=== SUPPLIED RECORDS ===
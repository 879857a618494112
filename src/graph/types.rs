use std::collections::BTreeMap;
use std::fmt;

use chrono::{DateTime, Utc};
use serde::{Deserialize, Serialize};

/// Free-form per-node metadata. Empty means "no metadata".
pub type Metadata = BTreeMap<String, serde_json::Value>;

/// Kind of entity a graph node stands for.
///
/// The declaration order is the row order of the per-kind lookup tables in
/// `layout::constants`.
#[derive(Clone, Copy, Debug, PartialEq, Eq, Hash, PartialOrd, Ord, Serialize, Deserialize)]
#[serde(rename_all = "kebab-case")]
pub enum NodeType {
	/// A Quran verse, bookmarked or referenced by a note.
	Verse,
	/// A user note.
	Note,
	/// A note tag.
	Theme,
	/// A hadith, linked from a note or from the ontology.
	Hadith,
	/// A Quranic concept from the ontology.
	Concept,
	/// A topic a hadith is classified under.
	HadithTopic,
	/// Reserved; bookmarks are folded into verse nodes.
	Bookmark,
	/// Reserved for whole-surah nodes.
	Surah,
}

impl NodeType {
	/// Number of node kinds.
	pub const COUNT: usize = 8;
	/// Every kind, in declaration order.
	pub const ALL: [NodeType; Self::COUNT] = [
		Self::Verse,
		Self::Note,
		Self::Theme,
		Self::Hadith,
		Self::Concept,
		Self::HadithTopic,
		Self::Bookmark,
		Self::Surah,
	];

	/// Wire name, as serialized.
	pub fn as_str(self) -> &'static str {
		match self {
			Self::Verse => "verse",
			Self::Note => "note",
			Self::Theme => "theme",
			Self::Hadith => "hadith",
			Self::Concept => "concept",
			Self::HadithTopic => "hadith-topic",
			Self::Bookmark => "bookmark",
			Self::Surah => "surah",
		}
	}
}

impl fmt::Display for NodeType {
	fn fmt(&self, f: &mut fmt::Formatter<'_>) -> fmt::Result {
		f.write_str(self.as_str())
	}
}

/// Relationship a graph edge represents.
#[derive(Clone, Copy, Debug, PartialEq, Eq, Hash, PartialOrd, Ord, Serialize, Deserialize)]
#[serde(rename_all = "kebab-case")]
pub enum EdgeType {
	/// Note to a verse it cites.
	References,
	/// Note to one of its tags.
	Thematic,
	/// Two bookmarked verses of one surah.
	SameSurah,
	/// Note to a hadith saved with it.
	NoteHadith,
	/// Hadith to a verse it relates to.
	HadithVerse,
	/// Concept to a verse that mentions it.
	ConceptVerse,
	/// Two concepts sharing a verse.
	ConceptRelated,
	/// Hadith to its topic.
	HadithTopicLink,
	/// Drawn by hand; never produced by the builder.
	UserLinked,
}

impl EdgeType {
	/// Number of edge kinds.
	pub const COUNT: usize = 9;
	/// Every kind, in declaration order.
	pub const ALL: [EdgeType; Self::COUNT] = [
		Self::References,
		Self::Thematic,
		Self::SameSurah,
		Self::NoteHadith,
		Self::HadithVerse,
		Self::ConceptVerse,
		Self::ConceptRelated,
		Self::HadithTopicLink,
		Self::UserLinked,
	];

	/// Wire name, as serialized.
	pub fn as_str(self) -> &'static str {
		match self {
			Self::References => "references",
			Self::Thematic => "thematic",
			Self::SameSurah => "same-surah",
			Self::NoteHadith => "note-hadith",
			Self::HadithVerse => "hadith-verse",
			Self::ConceptVerse => "concept-verse",
			Self::ConceptRelated => "concept-related",
			Self::HadithTopicLink => "hadith-topic-link",
			Self::UserLinked => "user-linked",
		}
	}
}

impl fmt::Display for EdgeType {
	fn fmt(&self, f: &mut fmt::Formatter<'_>) -> fmt::Result {
		f.write_str(self.as_str())
	}
}

/// A node of the knowledge graph.
#[derive(Clone, Debug, PartialEq, Serialize, Deserialize)]
#[serde(rename_all = "camelCase")]
pub struct GraphNode {
	/// Content-derived id, e.g. `verse:2:255`. Doubles as the dedup key.
	pub id: String,
	/// Kind of entity.
	pub node_type: NodeType,
	/// Display text.
	pub label: String,
	/// `surah:verse` key, for verse nodes and notes that cite one.
	#[serde(default, skip_serializing_if = "Option::is_none")]
	pub verse_key: Option<String>,
	/// Surah the node belongs to, when known.
	#[serde(default, skip_serializing_if = "Option::is_none")]
	pub surah_id: Option<u32>,
	/// Source-specific extras such as the bookmark id or note tags.
	#[serde(default, skip_serializing_if = "Metadata::is_empty")]
	pub metadata: Metadata,
	/// Timestamp of the record the node was derived from.
	pub created_at: DateTime<Utc>,
}

/// A directed relationship between two nodes.
#[derive(Clone, Debug, PartialEq, Serialize, Deserialize)]
#[serde(rename_all = "camelCase")]
pub struct GraphEdge {
	/// Deterministic id; duplicates are dropped on insert.
	pub id: String,
	/// Id of the source node.
	pub source_node_id: String,
	/// Id of the target node.
	pub target_node_id: String,
	/// Kind of relationship.
	pub edge_type: EdgeType,
	/// Construction intent, only used as a layout/visual hint.
	pub weight: f64,
	/// Timestamp of the newest record the edge was derived from.
	pub created_at: DateTime<Utc>,
}

/// Nodes and edges, in insertion order.
#[derive(Clone, Debug, Default, PartialEq, Serialize, Deserialize)]
pub struct KnowledgeGraph {
	/// Nodes, unique by id.
	pub nodes: Vec<GraphNode>,
	/// Edges, unique by id.
	pub edges: Vec<GraphEdge>,
}

impl KnowledgeGraph {
	/// No nodes and no edges.
	pub fn is_empty(&self) -> bool {
		self.nodes.is_empty() && self.edges.is_empty()
	}

	/// Looks a node up by id.
	pub fn node(&self, id: &str) -> Option<&GraphNode> {
		self.nodes.iter().find(|n| n.id == id)
	}

	/// Nodes of one kind.
	pub fn nodes_of_type(&self, node_type: NodeType) -> impl Iterator<Item = &GraphNode> {
		self.nodes.iter().filter(move |n| n.node_type == node_type)
	}

	/// Edges of one kind.
	pub fn edges_of_type(&self, edge_type: EdgeType) -> impl Iterator<Item = &GraphEdge> {
		self.edges.iter().filter(move |e| e.edge_type == edge_type)
	}
}

/// `verse:<key>`
pub fn verse_node_id(verse_key: &str) -> String {
	format!("verse:{verse_key}")
}

/// `note:<id>`
pub fn note_node_id(note_id: &str) -> String {
	format!("note:{note_id}")
}

/// `theme:<tag>`
pub fn theme_node_id(tag: &str) -> String {
	format!("theme:{tag}")
}

/// `hadith:<id>`
pub fn hadith_node_id(hadith_id: &str) -> String {
	format!("hadith:{hadith_id}")
}

/// `concept:<id>`
pub fn concept_node_id(concept_id: &str) -> String {
	format!("concept:{concept_id}")
}

/// `hadith-topic:<topic>`
pub fn topic_node_id(topic: &str) -> String {
	format!("hadith-topic:{topic}")
}

/// Surah number of a `surah:verse` key, e.g. `2` for `2:255`.
pub fn surah_of_verse_key(verse_key: &str) -> Option<u32> {
	verse_key.split(':').next()?.trim().parse().ok()
}

// Collaborator data

/// A bookmarked verse.
#[derive(Clone, Debug, PartialEq, Serialize, Deserialize)]
#[serde(rename_all = "camelCase")]
pub struct Bookmark {
	/// Store id.
	pub id: String,
	/// `surah:verse` key.
	pub verse_key: String,
	/// Surah number.
	pub surah_id: u32,
	/// Short free-text remark, possibly empty.
	#[serde(default)]
	pub note: String,
	/// When the bookmark was made.
	pub created_at: DateTime<Utc>,
}

/// What a [`LinkedResource`] points at.
#[derive(Clone, Copy, Debug, PartialEq, Eq, Serialize, Deserialize)]
#[serde(rename_all = "lowercase")]
pub enum ResourceKind {
	/// A hadith; becomes a hadith node.
	Hadith,
	/// A commentary excerpt; kept on the note only.
	Tafsir,
}

/// A hadith or tafsir excerpt saved alongside a note.
#[derive(Clone, Debug, PartialEq, Serialize, Deserialize)]
#[serde(rename_all = "camelCase")]
pub struct LinkedResource {
	/// Resource kind, `type` on the wire.
	#[serde(rename = "type")]
	pub kind: ResourceKind,
	/// Display text.
	pub label: String,
	/// Excerpt shown with the note.
	#[serde(default)]
	pub preview: String,
	/// Where the full text lives.
	#[serde(default, skip_serializing_if = "Option::is_none")]
	pub source_url: Option<String>,
	/// Collection, hadith number, tafsir id and similar.
	#[serde(default)]
	pub metadata: BTreeMap<String, String>,
}

/// A user note, optionally tied to verses and tagged.
#[derive(Clone, Debug, PartialEq, Serialize, Deserialize)]
#[serde(rename_all = "camelCase")]
pub struct Note {
	/// Store id.
	pub id: String,
	/// Optional title; the label falls back to the content.
	#[serde(default, skip_serializing_if = "Option::is_none")]
	pub title: Option<String>,
	/// Empty for standalone notes.
	#[serde(default)]
	pub verse_keys: Vec<String>,
	/// Whole surahs the note is about.
	#[serde(default)]
	pub surah_ids: Vec<u32>,
	/// Body text.
	pub content: String,
	/// Free-form tags; each becomes a theme node.
	#[serde(default)]
	pub tags: Vec<String>,
	/// Hadith and tafsir saved with the note.
	#[serde(default)]
	pub linked_resources: Vec<LinkedResource>,
	/// When the note was written.
	pub created_at: DateTime<Utc>,
	/// Last edit.
	pub updated_at: DateTime<Utc>,
}

/// Optional scope for graph generation.
///
/// At most one field is meaningful: `verse_key` wins over `tag`, which wins
/// over `surah_id`, else everything is fetched.
#[derive(Clone, Debug, Default, PartialEq, Eq, Serialize, Deserialize)]
#[serde(rename_all = "camelCase")]
pub struct GraphFilter {
	/// Only this verse and the notes citing it.
	#[serde(default)]
	pub verse_key: Option<String>,
	/// Only the component around this tag's theme.
	#[serde(default)]
	pub tag: Option<String>,
	/// Only this surah's bookmarks and notes.
	#[serde(default)]
	pub surah_id: Option<u32>,
}

/// The single scope a [`GraphFilter`] resolves to.
#[derive(Clone, Copy, Debug, PartialEq, Eq)]
pub enum FetchScope<'a> {
	/// One verse key.
	Verse(&'a str),
	/// One tag.
	Tag(&'a str),
	/// One surah.
	Surah(u32),
	/// No narrowing.
	All,
}

impl GraphFilter {
	/// No filter.
	pub fn all() -> Self {
		Self::default()
	}

	/// Scope to one verse.
	pub fn by_verse(verse_key: impl Into<String>) -> Self {
		Self {
			verse_key: Some(verse_key.into()),
			..Self::default()
		}
	}

	/// Scope to one tag.
	pub fn by_tag(tag: impl Into<String>) -> Self {
		Self {
			tag: Some(tag.into()),
			..Self::default()
		}
	}

	/// Scope to one surah.
	pub fn by_surah(surah_id: u32) -> Self {
		Self {
			surah_id: Some(surah_id),
			..Self::default()
		}
	}

	/// Resolves the precedence between the fields.
	pub fn scope(&self) -> FetchScope<'_> {
		if let Some(key) = &self.verse_key {
			FetchScope::Verse(key)
		} else if let Some(tag) = &self.tag {
			FetchScope::Tag(tag)
		} else if let Some(surah) = self.surah_id {
			FetchScope::Surah(surah)
		} else {
			FetchScope::All
		}
	}
}

#[cfg(test)]
mod tests {
	use super::*;

	#[test]
	fn kinds_serialize_kebab_case() {
		assert_eq!(
			serde_json::to_string(&NodeType::HadithTopic).unwrap(),
			"\"hadith-topic\""
		);
		assert_eq!(
			serde_json::to_string(&EdgeType::HadithTopicLink).unwrap(),
			"\"hadith-topic-link\""
		);
		for t in NodeType::ALL {
			assert_eq!(serde_json::to_value(t).unwrap(), t.as_str());
		}
		for t in EdgeType::ALL {
			assert_eq!(serde_json::to_value(t).unwrap(), t.as_str());
		}
	}

	#[test]
	fn surah_is_parsed_from_verse_key() {
		assert_eq!(surah_of_verse_key("2:255"), Some(2));
		assert_eq!(surah_of_verse_key("114:1"), Some(114));
		assert_eq!(surah_of_verse_key("garbage"), None);
	}

	#[test]
	fn filter_scope_precedence() {
		let filter = GraphFilter {
			verse_key: Some("2:255".into()),
			tag: Some("patience".into()),
			surah_id: Some(2),
		};
		assert_eq!(filter.scope(), FetchScope::Verse("2:255"));

		let filter = GraphFilter {
			verse_key: None,
			..filter
		};
		assert_eq!(filter.scope(), FetchScope::Tag("patience"));
		assert_eq!(GraphFilter::by_surah(2).scope(), FetchScope::Surah(2));
		assert_eq!(GraphFilter::all().scope(), FetchScope::All);
	}

	#[test]
	fn note_deserializes_with_defaults() {
		let note: Note = serde_json::from_str(
			r#"{
				"id": "n1",
				"content": "reflection",
				"linkedResources": [{"type": "hadith", "label": "Bukhari #1"}],
				"createdAt": "2024-01-01T00:00:00Z",
				"updatedAt": "2024-01-01T00:00:00Z"
			}"#,
		)
		.unwrap();
		assert!(note.verse_keys.is_empty());
		assert!(note.tags.is_empty());
		assert_eq!(note.linked_resources[0].kind, ResourceKind::Hadith);
	}
}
===
▶ **WORK REQUIRED**
Please give back the records exactly as written, beginning at the first line and including the line that holds "impl fmt::Display for NodeType" as the last.

▶ **SOLUTION BELOW**
repository 879857a618494112
filename src/graph/types.rs
use std::collections::BTreeMap;
use std::fmt;

use chrono::{DateTime, Utc};
use serde::{Deserialize, Serialize};

/// Free-form per-node metadata. Empty means "no metadata".
pub type Metadata = BTreeMap<String, serde_json::Value>;

/// Kind of entity a graph node stands for.
///
/// The declaration order is the row order of the per-kind lookup tables in
/// `layout::constants`.
#[derive(Clone, Copy, Debug, PartialEq, Eq, Hash, PartialOrd, Ord, Serialize, Deserialize)]
#[serde(rename_all = "kebab-case")]
pub enum NodeType {
	/// A Quran verse, bookmarked or referenced by a note.
	Verse,
	/// A user note.
	Note,
	/// A note tag.
	Theme,
	/// A hadith, linked from a note or from the ontology.
	Hadith,
	/// A Quranic concept from the ontology.
	Concept,
	/// A topic a hadith is classified under.
	HadithTopic,
	/// Reserved; bookmarks are folded into verse nodes.
	Bookmark,
	/// Reserved for whole-surah nodes.
	Surah,
}

impl NodeType {
	/// Number of node kinds.
	pub const COUNT: usize = 8;
	/// Every kind, in declaration order.
	pub const ALL: [NodeType; Self::COUNT] = [
		Self::Verse,
		Self::Note,
		Self::Theme,
		Self::Hadith,
		Self::Concept,
		Self::HadithTopic,
		Self::Bookmark,
		Self::Surah,
	];

	/// Wire name, as serialized.
	pub fn as_str(self) -> &'static str {
		match self {
			Self::Verse => "verse",
			Self::Note => "note",
			Self::Theme => "theme",
			Self::Hadith => "hadith",
			Self::Concept => "concept",
			Self::HadithTopic => "hadith-topic",
			Self::Bookmark => "bookmark",
			Self::Surah => "surah",
		}
	}
}

impl fmt::Display for NodeType {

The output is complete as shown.